# Dataset
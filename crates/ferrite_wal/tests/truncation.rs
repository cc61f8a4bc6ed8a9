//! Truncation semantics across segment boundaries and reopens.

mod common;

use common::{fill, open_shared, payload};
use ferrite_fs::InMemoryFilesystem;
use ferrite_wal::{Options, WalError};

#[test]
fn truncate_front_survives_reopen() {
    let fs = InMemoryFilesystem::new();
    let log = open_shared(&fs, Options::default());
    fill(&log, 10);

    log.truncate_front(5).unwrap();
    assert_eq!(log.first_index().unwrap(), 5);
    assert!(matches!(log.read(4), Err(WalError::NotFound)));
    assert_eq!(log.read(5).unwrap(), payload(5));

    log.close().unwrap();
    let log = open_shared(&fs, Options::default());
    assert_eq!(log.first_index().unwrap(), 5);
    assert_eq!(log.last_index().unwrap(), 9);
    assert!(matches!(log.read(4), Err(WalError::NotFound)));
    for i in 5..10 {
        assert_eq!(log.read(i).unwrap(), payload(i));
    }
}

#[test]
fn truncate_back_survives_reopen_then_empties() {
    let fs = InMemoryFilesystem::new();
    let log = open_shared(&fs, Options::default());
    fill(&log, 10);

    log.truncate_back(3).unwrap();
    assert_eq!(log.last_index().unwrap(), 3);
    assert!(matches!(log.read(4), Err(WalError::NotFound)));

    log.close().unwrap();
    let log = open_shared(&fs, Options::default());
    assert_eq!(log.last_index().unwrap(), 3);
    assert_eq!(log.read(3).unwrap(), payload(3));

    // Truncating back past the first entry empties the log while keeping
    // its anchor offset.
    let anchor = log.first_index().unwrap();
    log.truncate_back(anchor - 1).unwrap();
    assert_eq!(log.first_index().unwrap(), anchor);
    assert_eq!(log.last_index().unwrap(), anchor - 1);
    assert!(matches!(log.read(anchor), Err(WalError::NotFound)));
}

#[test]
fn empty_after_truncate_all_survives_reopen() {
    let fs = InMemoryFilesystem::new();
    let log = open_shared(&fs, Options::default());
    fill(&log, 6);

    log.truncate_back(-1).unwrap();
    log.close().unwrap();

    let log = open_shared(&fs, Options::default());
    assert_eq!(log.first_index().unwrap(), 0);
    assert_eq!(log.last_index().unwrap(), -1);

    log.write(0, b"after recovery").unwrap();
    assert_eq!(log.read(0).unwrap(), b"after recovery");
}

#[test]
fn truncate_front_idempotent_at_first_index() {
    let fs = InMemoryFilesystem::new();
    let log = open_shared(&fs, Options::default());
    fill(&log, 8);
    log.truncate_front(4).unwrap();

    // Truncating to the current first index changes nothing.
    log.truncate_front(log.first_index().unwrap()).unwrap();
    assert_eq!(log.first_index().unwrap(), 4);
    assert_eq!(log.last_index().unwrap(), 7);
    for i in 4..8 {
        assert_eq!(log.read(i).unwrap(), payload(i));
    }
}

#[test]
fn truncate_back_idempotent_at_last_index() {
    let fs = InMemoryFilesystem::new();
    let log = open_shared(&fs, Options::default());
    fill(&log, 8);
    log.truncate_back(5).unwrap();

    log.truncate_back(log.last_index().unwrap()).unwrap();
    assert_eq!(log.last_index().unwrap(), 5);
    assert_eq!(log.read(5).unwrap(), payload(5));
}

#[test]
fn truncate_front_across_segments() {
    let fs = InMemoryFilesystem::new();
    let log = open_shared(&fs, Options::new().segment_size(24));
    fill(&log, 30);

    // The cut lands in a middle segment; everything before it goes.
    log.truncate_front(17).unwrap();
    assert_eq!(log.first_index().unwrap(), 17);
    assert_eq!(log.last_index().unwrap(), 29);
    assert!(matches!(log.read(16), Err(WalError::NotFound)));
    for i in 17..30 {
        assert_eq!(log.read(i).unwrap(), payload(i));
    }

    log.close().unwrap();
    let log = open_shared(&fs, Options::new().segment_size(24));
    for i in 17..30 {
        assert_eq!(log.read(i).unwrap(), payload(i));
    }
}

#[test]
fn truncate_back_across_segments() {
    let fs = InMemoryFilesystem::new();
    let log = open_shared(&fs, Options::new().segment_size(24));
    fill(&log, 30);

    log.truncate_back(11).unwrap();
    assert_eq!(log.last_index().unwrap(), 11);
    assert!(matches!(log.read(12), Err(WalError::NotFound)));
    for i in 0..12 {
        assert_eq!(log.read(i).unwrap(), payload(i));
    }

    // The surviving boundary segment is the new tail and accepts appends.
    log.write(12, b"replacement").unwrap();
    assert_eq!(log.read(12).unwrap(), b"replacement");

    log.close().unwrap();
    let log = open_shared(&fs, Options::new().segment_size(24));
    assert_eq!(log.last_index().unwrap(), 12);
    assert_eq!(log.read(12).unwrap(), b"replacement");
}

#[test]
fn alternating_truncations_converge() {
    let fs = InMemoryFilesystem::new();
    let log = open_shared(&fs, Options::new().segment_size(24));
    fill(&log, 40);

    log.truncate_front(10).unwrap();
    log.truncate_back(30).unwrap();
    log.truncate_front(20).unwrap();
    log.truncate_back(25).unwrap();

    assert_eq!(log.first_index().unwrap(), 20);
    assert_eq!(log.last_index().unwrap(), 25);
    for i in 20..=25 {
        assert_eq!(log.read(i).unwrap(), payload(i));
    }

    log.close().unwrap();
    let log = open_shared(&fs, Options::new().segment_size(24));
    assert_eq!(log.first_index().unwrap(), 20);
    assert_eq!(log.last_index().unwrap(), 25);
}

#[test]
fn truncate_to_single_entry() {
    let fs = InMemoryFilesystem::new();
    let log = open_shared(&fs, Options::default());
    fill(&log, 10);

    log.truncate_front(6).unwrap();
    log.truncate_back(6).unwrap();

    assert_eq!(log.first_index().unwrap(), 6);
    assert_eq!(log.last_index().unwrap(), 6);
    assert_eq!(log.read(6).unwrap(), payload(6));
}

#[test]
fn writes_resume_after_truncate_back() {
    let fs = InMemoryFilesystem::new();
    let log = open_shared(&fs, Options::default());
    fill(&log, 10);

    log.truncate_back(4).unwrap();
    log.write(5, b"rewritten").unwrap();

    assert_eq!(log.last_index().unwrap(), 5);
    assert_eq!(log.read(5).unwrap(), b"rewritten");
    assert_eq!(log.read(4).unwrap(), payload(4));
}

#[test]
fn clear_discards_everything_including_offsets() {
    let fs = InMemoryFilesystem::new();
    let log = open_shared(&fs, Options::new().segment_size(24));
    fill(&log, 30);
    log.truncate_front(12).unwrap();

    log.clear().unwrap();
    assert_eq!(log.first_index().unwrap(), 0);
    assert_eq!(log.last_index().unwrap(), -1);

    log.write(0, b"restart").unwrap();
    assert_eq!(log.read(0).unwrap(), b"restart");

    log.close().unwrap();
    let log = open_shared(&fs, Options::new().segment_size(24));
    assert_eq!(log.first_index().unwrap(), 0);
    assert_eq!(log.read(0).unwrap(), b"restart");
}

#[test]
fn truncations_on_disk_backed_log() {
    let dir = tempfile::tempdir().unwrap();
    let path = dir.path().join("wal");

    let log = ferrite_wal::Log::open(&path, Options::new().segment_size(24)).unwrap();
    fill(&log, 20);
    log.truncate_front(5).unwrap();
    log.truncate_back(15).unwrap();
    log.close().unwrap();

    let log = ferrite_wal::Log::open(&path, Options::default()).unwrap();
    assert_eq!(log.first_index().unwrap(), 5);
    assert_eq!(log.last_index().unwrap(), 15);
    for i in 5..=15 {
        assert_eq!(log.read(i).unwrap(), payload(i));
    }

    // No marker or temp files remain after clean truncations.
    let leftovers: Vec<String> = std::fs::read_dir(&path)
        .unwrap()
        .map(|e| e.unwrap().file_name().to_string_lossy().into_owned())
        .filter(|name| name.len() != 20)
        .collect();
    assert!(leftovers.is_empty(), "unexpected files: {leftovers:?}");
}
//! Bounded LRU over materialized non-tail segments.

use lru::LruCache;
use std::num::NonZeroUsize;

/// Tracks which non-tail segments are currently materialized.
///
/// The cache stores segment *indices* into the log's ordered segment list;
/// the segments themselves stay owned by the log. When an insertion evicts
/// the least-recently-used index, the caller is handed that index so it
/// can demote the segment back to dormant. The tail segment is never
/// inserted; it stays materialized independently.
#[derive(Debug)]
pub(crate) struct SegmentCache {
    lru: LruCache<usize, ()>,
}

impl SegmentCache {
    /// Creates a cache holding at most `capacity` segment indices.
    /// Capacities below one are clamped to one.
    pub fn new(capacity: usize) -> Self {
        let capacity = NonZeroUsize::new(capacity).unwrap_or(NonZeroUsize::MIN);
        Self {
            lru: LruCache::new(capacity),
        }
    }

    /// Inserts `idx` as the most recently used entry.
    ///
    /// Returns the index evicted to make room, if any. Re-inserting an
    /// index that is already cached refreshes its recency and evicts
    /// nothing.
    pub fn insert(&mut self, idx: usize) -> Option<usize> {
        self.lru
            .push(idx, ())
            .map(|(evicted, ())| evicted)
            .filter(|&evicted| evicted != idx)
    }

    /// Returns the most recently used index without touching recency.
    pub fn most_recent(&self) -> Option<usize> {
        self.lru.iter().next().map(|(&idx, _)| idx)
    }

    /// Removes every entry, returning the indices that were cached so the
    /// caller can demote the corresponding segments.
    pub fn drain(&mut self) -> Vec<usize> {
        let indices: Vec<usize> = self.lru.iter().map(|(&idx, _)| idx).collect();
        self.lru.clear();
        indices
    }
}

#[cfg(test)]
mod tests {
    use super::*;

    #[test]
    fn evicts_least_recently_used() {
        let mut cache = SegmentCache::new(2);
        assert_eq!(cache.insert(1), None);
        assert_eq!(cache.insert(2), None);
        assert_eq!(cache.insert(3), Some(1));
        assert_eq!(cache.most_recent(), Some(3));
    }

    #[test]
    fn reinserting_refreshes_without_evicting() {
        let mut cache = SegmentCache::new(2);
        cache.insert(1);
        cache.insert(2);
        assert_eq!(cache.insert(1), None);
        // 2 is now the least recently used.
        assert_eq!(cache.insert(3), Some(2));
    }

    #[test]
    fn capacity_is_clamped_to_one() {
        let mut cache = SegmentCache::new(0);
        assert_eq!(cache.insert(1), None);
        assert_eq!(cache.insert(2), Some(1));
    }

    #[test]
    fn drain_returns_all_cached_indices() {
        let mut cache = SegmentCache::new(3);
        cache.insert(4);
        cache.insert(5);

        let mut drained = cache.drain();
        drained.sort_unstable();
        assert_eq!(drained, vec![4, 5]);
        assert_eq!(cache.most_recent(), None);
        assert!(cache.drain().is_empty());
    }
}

# Description of the task
Lines containing the string "path" are the ones to copy from the entries above.

# Task response
    let path = dir.path().join("wal");
    let log = ferrite_wal::Log::open(&path, Options::new().segment_size(24)).unwrap();
    let log = ferrite_wal::Log::open(&path, Options::default()).unwrap();
    let leftovers: Vec<String> = std::fs::read_dir(&path)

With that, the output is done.